CVPR 2026 Multimodal VLM Large vision-language model efficiency visual token sparsification dynamic computation allocation cross-attention self-attention selection

VISion On Request: Enhanced VLLM Efficiency with Sparse, Dynamically Selected, Vision-Language Interactions¶

Conference: CVPR 2026 arXiv: 2603.23495 Code: None (based on LLaVA-OV) Area: Multimodal VLM Keywords: Large vision-language model efficiency, visual token sparsification, dynamic computation allocation, cross-attention, self-attention selection

TL;DR¶

VISOR proposes a new efficiency paradigm distinct from visual token compression — by sparsifying vision-language interaction layers within the LLM (a small number of cross-attention layers plus dynamically selected self-attention layers), it achieves 8.6–18× FLOPs savings while retaining all high-resolution visual tokens, substantially outperforming token compression methods on challenging tasks that require fine-grained understanding.

Background & Motivation¶

Background: Large vision-language models (LVLMs) typically concatenate visual tokens generated by a vision encoder (e.g., CLIP/SigLIP) with text tokens and feed them into an LLM. High-resolution images produce large numbers of visual tokens, causing computation costs to grow quadratically with token count. Existing efficiency methods almost universally revolve around token compression or pruning.
Limitations of Prior Work: Token compression methods (e.g., VisionZip, PyramidDrop, HiRED) perform adequately on simple tasks requiring coarse-grained understanding, but suffer significant performance degradation on challenging tasks requiring fine-grained reasoning (e.g., DocVQA, ChartQA, InfoVQA). This is because compressing visual tokens inevitably creates an information bottleneck, discarding critical detail.
Key Challenge: The tension between efficiency and fidelity — token compression improves efficiency by reducing token count, but permanently discards visual information.
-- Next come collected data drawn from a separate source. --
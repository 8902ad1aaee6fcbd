//! Storage contracts for session-scoped host persistence.

pub mod prefs;
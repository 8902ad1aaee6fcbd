use platform_host::ReplyError;

const MISSING_CREDENTIAL: &str =
    "I can't reply right now: chat replies are not configured on this desktop.";
const UNREACHABLE: &str =
    "I can't reach the reply service right now. Please try again in a moment.";
const BAD_STATUS: &str = "The reply service returned an error. Please try again in a moment.";
const MALFORMED: &str = "I received a reply I couldn't read. Please try again.";
const TIMED_OUT: &str = "The reply service took too long to answer. Please try again.";

/// Deterministic assistant text substituted for a failed reply.
///
/// The text depends only on the failure kind, never on error details.
pub fn fallback_message(error: &ReplyError) -> &'static str {
    match error {
        ReplyError::MissingCredential => MISSING_CREDENTIAL,
        ReplyError::Unreachable(_) => UNREACHABLE,
        ReplyError::Status { .. } => BAD_STATUS,
        ReplyError::Malformed(_) => MALFORMED,
        ReplyError::TimedOut { .. } => TIMED_OUT,
    }
}
//! Typed host-domain contracts shared by the desktop session core and its host adapters.
//!
//! This crate is the API-first boundary for platform services. It exposes the lightweight
//! preference store used for the session profile record, the reply-collaborator contract
//! consumed by the chat pipeline, and the [`SessionHost`] bundle that carries both into
//! `desktop_runtime`. Concrete network adapters live in `platform_host_http`.

#![warn(missing_docs, rustdoc::broken_intra_doc_links)]

pub mod host;
pub mod reply;
pub mod storage;
pub mod time;

pub use host::{CapabilityStatus, HostCapabilities, SessionHost};
pub use reply::{
    ReplyError, ReplyFuture, ReplyMessage, ReplyRequest, ReplyResponse, ReplyRole, ReplyService,
    UnconfiguredReplyService,
};
pub use storage::prefs::{
    delete_pref_with, load_pref_with, save_pref_with, MemoryPrefsStore, NoopPrefsStore,
    PrefsStore, PrefsStoreFuture,
};
pub use time::unix_time_ms_now;
//! Lightweight preference storage contracts and adapters.
//!
//! The session profile record is the only durable value the desktop core keeps, so this store is
//! deliberately small: raw JSON text per key, plus typed helpers on top.

use std::{collections::HashMap, sync::Arc};

use futures::future::BoxFuture;
use parking_lot::Mutex;
use serde::{de::DeserializeOwned, Serialize};

/// Object-safe boxed future used by [`PrefsStore`] async methods.
pub type PrefsStoreFuture<'a, T> = BoxFuture<'a, T>;

/// Host service for lightweight preference values (JSON stored as text per key).
pub trait PrefsStore: Send + Sync {
    /// Loads a raw JSON string for a preference key.
    fn load_pref<'a>(
        &'a self,
        key: &'a str,
    ) -> PrefsStoreFuture<'a, Result<Option<String>, String>>;

    /// Saves a raw JSON string for a preference key.
    fn save_pref<'a>(
        &'a self,
        key: &'a str,
        raw_json: &'a str,
    ) -> PrefsStoreFuture<'a, Result<(), String>>;

    /// Deletes a preference key.
    fn delete_pref<'a>(&'a self, key: &'a str) -> PrefsStoreFuture<'a, Result<(), String>>;
}

#[derive(Debug, Clone, Copy, Default)]
/// No-op preference store for hosts without durable storage.
pub struct NoopPrefsStore;

impl PrefsStore for NoopPrefsStore {
    fn load_pref<'a>(
        &'a self,
        _key: &'a str,
    ) -> PrefsStoreFuture<'a, Result<Option<String>, String>> {
        Box::pin(async { Ok(None) })
    }

    fn save_pref<'a>(
        &'a self,
        _key: &'a str,
        _raw_json: &'a str,
    ) -> PrefsStoreFuture<'a, Result<(), String>> {
        Box::pin(async { Ok(()) })
    }

    fn delete_pref<'a>(&'a self, _key: &'a str) -> PrefsStoreFuture<'a, Result<(), String>> {
        Box::pin(async { Ok(()) })
    }
}

#[derive(Debug, Clone, Default)]
/// In-memory preference store keyed by string.
///
/// Clones share the same backing map, so a test can keep one handle while the session owns
/// another.
pub struct MemoryPrefsStore {
    inner: Arc<Mutex<HashMap<String, String>>>,
}

impl MemoryPrefsStore {
    /// Returns the raw JSON currently stored under `key`, if any.
    pub fn raw(&self, key: &str) -> Option<String> {
        self.inner.lock().get(key).cloned()
    }

    /// Seeds a raw JSON value without going through the async contract.
    pub fn insert_raw(&self, key: impl Into<String>, raw_json: impl Into<String>) {
        self.inner.lock().insert(key.into(), raw_json.into());
    }
}

impl PrefsStore for MemoryPrefsStore {
    fn load_pref<'a>(
        &'a self,
        key: &'a str,
    ) -> PrefsStoreFuture<'a, Result<Option<String>, String>> {
        Box::pin(async move { Ok(self.inner.lock().get(key).cloned()) })
    }

    fn save_pref<'a>(
        &'a self,
        key: &'a str,
        raw_json: &'a str,
    ) -> PrefsStoreFuture<'a, Result<(), String>> {
        Box::pin(async move {
            self.inner
                .lock()
                .insert(key.to_string(), raw_json.to_string());
            Ok(())
        })
    }

    fn delete_pref<'a>(&'a self, key: &'a str) -> PrefsStoreFuture<'a, Result<(), String>> {
        Box::pin(async move {
            self.inner.lock().remove(key);
            Ok(())
        })
    }
}

/// Loads and deserializes a typed preference value through a [`PrefsStore`] implementation.
///
/// # Errors
///
/// Returns an error when the store or JSON deserialization fails.
pub async fn load_pref_with<S: PrefsStore + ?Sized, T: DeserializeOwned>(
    store: &S,
    key: &str,
) -> Result<Option<T>, String> {
    let Some(raw) = store.load_pref(key).await? else {
        return Ok(None);
    };
    let value = serde_json::from_str(&raw).map_err(|e| e.to_string())?;
    Ok(Some(value))
}

/// Serializes and saves a typed preference value through a [`PrefsStore`] implementation.
///
/// # Errors
///
/// Returns an error when serialization or store save fails.
pub async fn save_pref_with<S: PrefsStore + ?Sized, T: Serialize>(
    store: &S,
    key: &str,
    value: &T,
) -> Result<(), String> {
    let raw = serde_json::to_string(value).map_err(|e| e.to_string())?;
    store.save_pref(key, &raw).await
}

/// Deletes a preference key through a [`PrefsStore`] implementation.
///
/// # Errors
///
/// Returns an error when the store delete fails.
pub async fn delete_pref_with<S: PrefsStore + ?Sized>(store: &S, key: &str) -> Result<(), String> {
    store.delete_pref(key).await
}

#[cfg(test)]
mod tests {
    use futures::executor::block_on;
    use pretty_assertions::assert_eq;
    use serde::{Deserialize, Serialize};

    use super::*;

    #[derive(Debug, PartialEq, Serialize, Deserialize)]
    struct StoredProfile {
        name: String,
        timezone: String,
    }

    #[test]
    fn memory_prefs_store_save_load_and_delete() {
        let store = MemoryPrefsStore::default();
        let store_obj: &dyn PrefsStore = &store;

        block_on(store_obj.save_pref("vdesk.key", "{\"k\":1}")).expect("save");
        assert_eq!(
            block_on(store_obj.load_pref("vdesk.key")).expect("load"),
            Some("{\"k\":1}".to_string())
        );
        block_on(store_obj.delete_pref("vdesk.key")).expect("delete");
        assert_eq!(
            block_on(store_obj.load_pref("vdesk.key")).expect("load"),
            None
        );
    }

    #[test]
    fn typed_helpers_preserve_the_record() {
        let store = MemoryPrefsStore::default();
        let store_obj: &dyn PrefsStore = &store;
        block_on(save_pref_with(
            store_obj,
            "profile",
            &StoredProfile {
                name: "Ada".to_string(),
                timezone: "Europe/London".to_string(),
            },
        ))
        .expect("save typed pref");

        let loaded: Option<StoredProfile> =
            block_on(load_pref_with(store_obj, "profile")).expect("load typed pref");
        assert_eq!(
            loaded,
            Some(StoredProfile {
                name: "Ada".to_string(),
                timezone: "Europe/London".to_string(),
            })
        );

        block_on(delete_pref_with(store_obj, "profile")).expect("delete typed pref");
        assert_eq!(store.raw("profile"), None);
    }

    #[test]
    fn typed_load_reports_corrupt_json() {
        let store = MemoryPrefsStore::default();
        store.insert_raw("profile", "{not json");
        let loaded = block_on(load_pref_with::<_, StoredProfile>(&store, "profile"));
        assert!(loaded.is_err());
    }

    #[test]
    fn clones_share_backing_storage() {
        let store = MemoryPrefsStore::default();
        let other = store.clone();
        block_on(store.save_pref("k", "1")).expect("save");
        assert_eq!(other.raw("k"), Some("1".to_string()));
    }

    #[test]
    fn noop_prefs_store_is_empty_and_successful() {
        let store = NoopPrefsStore;
        let store_obj: &dyn PrefsStore = &store;
        assert_eq!(block_on(store_obj.load_pref("k")).expect("load"), None);
        block_on(store_obj.save_pref("k", "{}")).expect("save");
        block_on(store_obj.delete_pref("k")).expect("delete");
    }
}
The question is whether efficiency can be improved without discarding tokens at all.
Goal: (1) Substantially reduce LVLM inference cost without compressing or discarding visual tokens; (2) Enable task- and sample-adaptive computation allocation — less computation for simple inputs, more for difficult ones.
Key Insight: Through in-depth analysis of LLaVA-OV, the paper identifies three key observations: (1) vision-language interactions across layers are sparse, exhibiting a sawtooth pattern; (2) in simple tasks, visual features remain nearly unchanged (CKA > 0.9), whereas in complex tasks they are significantly refined (CKA dropping to 0.6); (3) different tasks vary greatly in their demand for visual processing.
Core Idea: Rather than compressing visual tokens, VISOR sparsifies the interaction between LLM layers and visual tokens — using a small number of cross-attention layers to efficiently provide visual context, and a small number of dynamically selected self-attention layers to refine visual representations when needed.

Method¶

Overall Architecture¶

VISOR builds on the LLaVA-OV architecture and decouples the full-sequence self-attention in standard LLM layers into three types: (1) text-only layers (the majority) — process only text tokens without touching visual tokens, incurring minimal computation; (2) cross-attention layers — text tokens query visual tokens without updating visual representations, with cost \(O(N_t N_v d)\), far below full attention; (3) self-attention layers — process the complete vision-plus-text sequence and update visual tokens, highest cost but enabling visual feature refinement. Cross-attention layers are uniformly distributed throughout the model; the number and positions of self-attention layers are determined dynamically based on the task.

Key Designs¶

Efficient Visual Context: Cross-Attention
- Function: Allows text tokens to efficiently query static visual features without updating visual tokens.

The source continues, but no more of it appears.